Overthinking, Intuition, and Instincts as Equestrians

By PIPER KLEMM

One of the most frustrating aspects of this sport is that overthinking does not work. This is an instinct-based sport, and there are so many incredible things that it connotes.

On the negative side, it is so easy to think that it’s going to be easy and subsequently get angry when it isn’t.

And then, maybe, be exasperated that you were oversold something—a horse, training program, timeline, goal, etc. There is nothing easy about any aspect of this sport, no matter what background you bring to the table. Most importantly, you cannot fully evolve correct instincts unless you let things go wrong to learn skills.

On the positive side, there is so much opportunity in instinct-based perspectives.

First of all, if you can develop better instincts than most, you can ride more horses than most. The ability to ride more horses than most will lead to lifelong opportunities to ride pretty much anytime and have your dollar go much further when you are horse shopping.

The ability to ride a green or quirky animal will always open up your options. If there is one piece of advice I can give parents who woe or lament their financial situation, it would be to allow your child to learn correct basics and develop the grit to ride maturing or unique animals.

It means that you can get ahead by saddle time and lots of it. It means you can get ahead by purposeful saddle time. We see kids over and over who ride anything and everything and show up and be right in the mix with much more heeled children. It’s still there and there are many breeders who need help starting babies, many rehab barns who need horses tack walked, and many barns who need horses flatted. All time around horses develops instinct and all saddle time develops riding instincts. More is better.

Second, intuition requires all of us to be in the moment. To remove ourselves from comparison of others. To put our phones down. To show up and get to work. To spend time enjoying what we are doing while learning to do it better. To have a healthy relationship with our clear heads and focus on our desire to improve. You know, things that we can improve at any age and are paramount to our young riders to develop into adults and leaders in our community.

Third, intuition provides us with learning skills and independence when situations go wrong is one of the only ways we can truly develop deep confidence in youth (it is a short list that typically does not include winning). From Nathaniel Ian Miller’s The Memoirs of Stockholm Sven, “Confidence is the only skill you have yet to acquire, and it can’t be taught.” (An excellent, if sometimes grim read, I highly recommend).

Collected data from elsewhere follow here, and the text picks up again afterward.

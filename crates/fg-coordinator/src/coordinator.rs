//! Request-level operations of a collaboration.
//!
//! A request is enumerated into combinations, dispatched on the configured
//! grid and, when executed in-process, its statistics are logged to every
//! tracking destination.

use std::collections::BTreeMap;
use std::sync::Arc;

use fg_archive::Archive;
use fg_engine::{DispatchOutcome, Dispatcher, JobBatch, JobOutput};
use fg_optimizer::{
    is_search_run, CompletionBarrier, SearchSpace, TrialContext, TrialCoordinator,
    TrialResources, Tuner, TuningConfig, TuningStatus,
};
use fg_tracking::{LogReport, TrackingBridge, TrackingServiceFactory};
use fg_types::{
    config_error, Action, CombinationEnumerator, CombinationKey, CoordinatorConfig, CycleFlags,
    DatasetTag, DispatchMode, EnumerationRequest, ExperimentKey, FgResult, Grid, InferenceKind,
    JobParameters, ParticipantStatistics, Phase, ProjectKey, StatisticsRecord,
};
use serde::{Deserialize, Serialize};
use serde_json::Value;
use tracing::{error, info, warn};

/// Alignment of a project's experiments.
#[derive(Debug, Clone, PartialEq, Serialize, Deserialize)]
pub struct AlignmentOrder {
    pub project: ProjectKey,
    pub action: Action,
    pub experiments: Vec<String>,
    #[serde(default = "enabled")]
    pub auto_align: bool,
    #[serde(default = "enabled")]
    pub auto_fix: bool,
}

fn enabled() -> bool {
    true
}

/// Prediction on data tags newly declared by one participant.
#[derive(Debug, Clone, PartialEq, Serialize, Deserialize)]
pub struct PredictionRequest {
    pub action: Action,
    pub collab_id: String,
    pub project_id: String,
    pub participant_id: String,
    pub tags: Vec<DatasetTag>,
    #[serde(default)]
    pub experiments: Vec<String>,
    #[serde(default)]
    pub runs: Vec<String>,
    #[serde(default)]
    pub flags: CycleFlags,
}

/// A hyperparameter search over one experiment.
#[derive(Debug, Clone, PartialEq, Serialize, Deserialize)]
pub struct SearchRequest {
    pub experiment: ExperimentKey,
    pub action: Action,
    /// `{name: {"_type": ..., "_value": ...}}`
    pub search_space: Value,
    #[serde(default)]
    pub tuning: TuningConfig,
    #[serde(default)]
    pub flags: CycleFlags,
}

/// What an inference request produced.
#[derive(Debug)]
pub struct CycleReport {
    pub outcome: DispatchOutcome,
    /// Present only when statistics were produced in-process.
    pub tracking: Option<LogReport>,
}

pub struct Coordinator {
    config: CoordinatorConfig,
    archive: Arc<dyn Archive>,
    enumerator: Arc<dyn CombinationEnumerator>,
    grids: Vec<Grid>,
    dispatcher: Arc<dyn Dispatcher>,
    bridge: TrackingBridge,
}

impl Coordinator {
    pub fn new(
        config: CoordinatorConfig,
        archive: Arc<dyn Archive>,
        enumerator: Arc<dyn CombinationEnumerator>,
        grids: Vec<Grid>,
        dispatcher: Arc<dyn Dispatcher>,
        tracking: Arc<dyn TrackingServiceFactory>,
    ) -> Self {
        let bridge = TrackingBridge::new(Arc::clone(&archive), tracking, &config.tracking);
        Self {
            config,
            archive,
            enumerator,
            grids,
            dispatcher,
            bridge,
        }
    }

    pub fn config(&self) -> &CoordinatorConfig {
        &self.config
    }

    pub fn mode(&self) -> DispatchMode {
        self.dispatcher.mode()
    }

    pub fn grids(&self) -> &[Grid] {
        &self.grids
    }

    pub fn archive(&self) -> &Arc<dyn Archive> {
        &self.archive
    }

    pub fn bridge(&self) -> &TrackingBridge {
        &self.bridge
    }

    /// The grid selected by `grid_index`.
    pub fn grid(&self) -> FgResult<&Grid> {
        self.grids.get(self.config.grid_index).ok_or_else(|| {
            error!(
                grid_index = self.config.grid_index,
                grids = self.grids.len(),
                "Selected grid is not registered"
            );
            config_error!(
                "grid index {} selected but only {} grids are registered",
                self.config.grid_index,
                self.grids.len()
            )
        })
    }

    fn batch(&self, phase: Phase, mut request: EnumerationRequest) -> FgResult<JobBatch> {
        let grid = self.grid()?.clone();
        request.phases = vec![phase];
        let combinations = self.enumerator.enumerate(&request)?;
        if combinations.is_empty() {
            warn!(
                collab_id = %request.collab_id,
                project_id = %request.project_id,
                phase = %phase,
                "Request enumerated no combinations"
            );
        }
        Ok(JobBatch::from_combinations(phase, grid, combinations))
    }

    /// Align the project's experiments against every participant's data.
    pub async fn align(&self, order: AlignmentOrder) -> FgResult<DispatchOutcome> {
        let batch = JobBatch::new(Phase::Align, self.grid()?.clone()).with_job(
            order.project.clone(),
            JobParameters::Align {
                action: order.action,
                experiments: order.experiments,
                auto_align: order.auto_align,
                auto_fix: order.auto_fix,
            },
        );
        let outcome = self.dispatcher.dispatch(batch).await?;
        info!(
            collab_id = %order.project.collab_id,
            project_id = %order.project.project_id,
            mode = ?self.mode(),
            "Alignment dispatched"
        );
        Ok(outcome)
    }

    pub async fn train(&self, request: EnumerationRequest) -> FgResult<DispatchOutcome> {
        let batch = self.batch(Phase::Train, request)?;
        let jobs = batch.len();
        let outcome = self.dispatcher.dispatch(batch).await?;
        info!(jobs, mode = ?self.mode(), "Training dispatched");
        Ok(outcome)
    }

    /// Evaluate trained models. Without named participants the whole grid
    /// is evaluated.
    pub async fn validate(&self, mut request: EnumerationRequest) -> FgResult<CycleReport> {
        if request.participants.is_empty() {
            request.participants = self.grid()?.participants();
        }
        let batch = self.batch(Phase::Evaluate, request)?;
        let outcome = self.dispatcher.dispatch(batch).await?;
        let tracking = self.track(&outcome).await;
        Ok(CycleReport { outcome, tracking })
    }

    /// Predict with every trained model on the participant's new tags.
    pub async fn predict(&self, request: PredictionRequest) -> FgResult<CycleReport> {
        // Predictions cover the combinations a training cycle would
        let trained = self.batch(
            Phase::Train,
            EnumerationRequest {
                action: request.action,
                collab_id: request.collab_id.clone(),
                project_id: request.project_id.clone(),
                experiments: request.experiments.clone(),
                runs: request.runs.clone(),
                participants: vec![request.participant_id.clone()],
                phases: Vec::new(),
                flags: request.flags.clone(),
            },
        )?;

        let tags: BTreeMap<String, Vec<DatasetTag>> =
            [(request.project_id.clone(), request.tags.clone())].into_iter().collect();
        let mut batch = JobBatch::new(Phase::Predict, trained.grid);
        for (key, _) in trained.jobs {
            let Some(combination) = key.combination() else {
                continue;
            };
            let parameters = JobParameters::Predict {
                action: request.action,
                experiment: combination.expt_id.clone(),
                run: combination.run_id.clone(),
                participant_id: request.participant_id.clone(),
                tags: tags.clone(),
                flags: request.flags.clone(),
            };
            batch.push(key, parameters);
        }

        let outcome = self.dispatcher.dispatch(batch).await?;
        let tracking = self.track(&outcome).await;
        Ok(CycleReport { outcome, tracking })
    }

    /// Run a hyperparameter search on the selected grid. Cluster mode only.
    pub async fn optimize(&self, request: SearchRequest) -> FgResult<TuningStatus> {
        let space = SearchSpace::from_tune_spec(&request.search_space)?;
        let context = TrialContext {
            experiment: request.experiment,
            action: request.action,
            grid: self.grid()?.clone(),
            metric: request.tuning.metric.parse()?,
            flags: request.flags,
            resources: TrialResources { cpus: 0.0, gpus: 0.0 },
        };
        let barrier = CompletionBarrier::new(Arc::clone(&self.archive), &self.config.optimization);
        let executor = TrialCoordinator::new(
            Arc::clone(&self.dispatcher),
            Arc::clone(&self.archive),
            barrier,
        );
        Tuner::new(Arc::new(executor), self.config.resources.clone())
            .tune(context, space, request.tuning)
            .await
    }

    /// Validation statistics of every search-generated run of `experiment`.
    pub fn optimization_results(&self, experiment: &ExperimentKey) -> FgResult<Vec<StatisticsRecord>> {
        Ok(self
            .archive
            .read_experiment_statistics(InferenceKind::Validation, experiment)?
            .into_iter()
            .filter(|record| is_search_run(&record.key.combination.run_id))
            .collect())
    }

    /// Log statistics of in-process jobs to the tracking destinations.
    async fn track(&self, outcome: &DispatchOutcome) -> Option<LogReport> {
        let accumulations = accumulate(outcome);
        if accumulations.is_empty() {
            return None;
        }
        let report = self.bridge.log(&accumulations, &self.config.out_dir).await;
        if !report.is_complete() {
            warn!(
                failures = report.failures.len(),
                runs = report.runs.len(),
                "Tracking incomplete"
            );
        }
        Some(report)
    }
}

/// Inference statistics per combination, merged across jobs.
fn accumulate(outcome: &DispatchOutcome) -> BTreeMap<CombinationKey, ParticipantStatistics> {
    let mut accumulations: BTreeMap<CombinationKey, ParticipantStatistics> = BTreeMap::new();
    for job in outcome.completed() {
        let statistics = match &job.output {
            JobOutput::Validation(statistics) => statistics,
            JobOutput::Prediction { statistics, .. } => statistics,
            JobOutput::Optimization { validation, .. } => validation,
            JobOutput::Alignment(_) | JobOutput::Training(_) => continue,
        };
        let Some(key) = job.key.combination() else {
            continue;
        };
        accumulations
            .entry(key.clone())
            .or_default()
            .extend(statistics.clone());
    }
    accumulations
}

The values the horses give every one of us are there if we are unafraid to allow everyone to experience them. Mistakes are healthy and to be worked through (both human and equine). There is no credit to 99.9% of the work you do (or should be doing) at the barn. You must derive satisfaction from showing up every day, currying your horse, and craving knowledge. There is not a ribbon for any of these things and they will not show up on any test. Yet, they are the things that connote long-term success in this sport.

A huge part of intuition and mastering the challenging basics of riding and care and develop your own discipline, habits, and your own instincts as early as you can. Watch any horseperson over a certain age polish their paddock boots in the evening after a long day at the barn before they are put away. They don’t think and barely look at them. The muscle memory is beautiful while their minds wander in thought, or they have a discussion or stare at tomorrow’s board. Every single person who has achieved large things in this sport started with small things.

Do something today that there is absolutely no “credit” for and spend a moment to look at it and feel accomplished.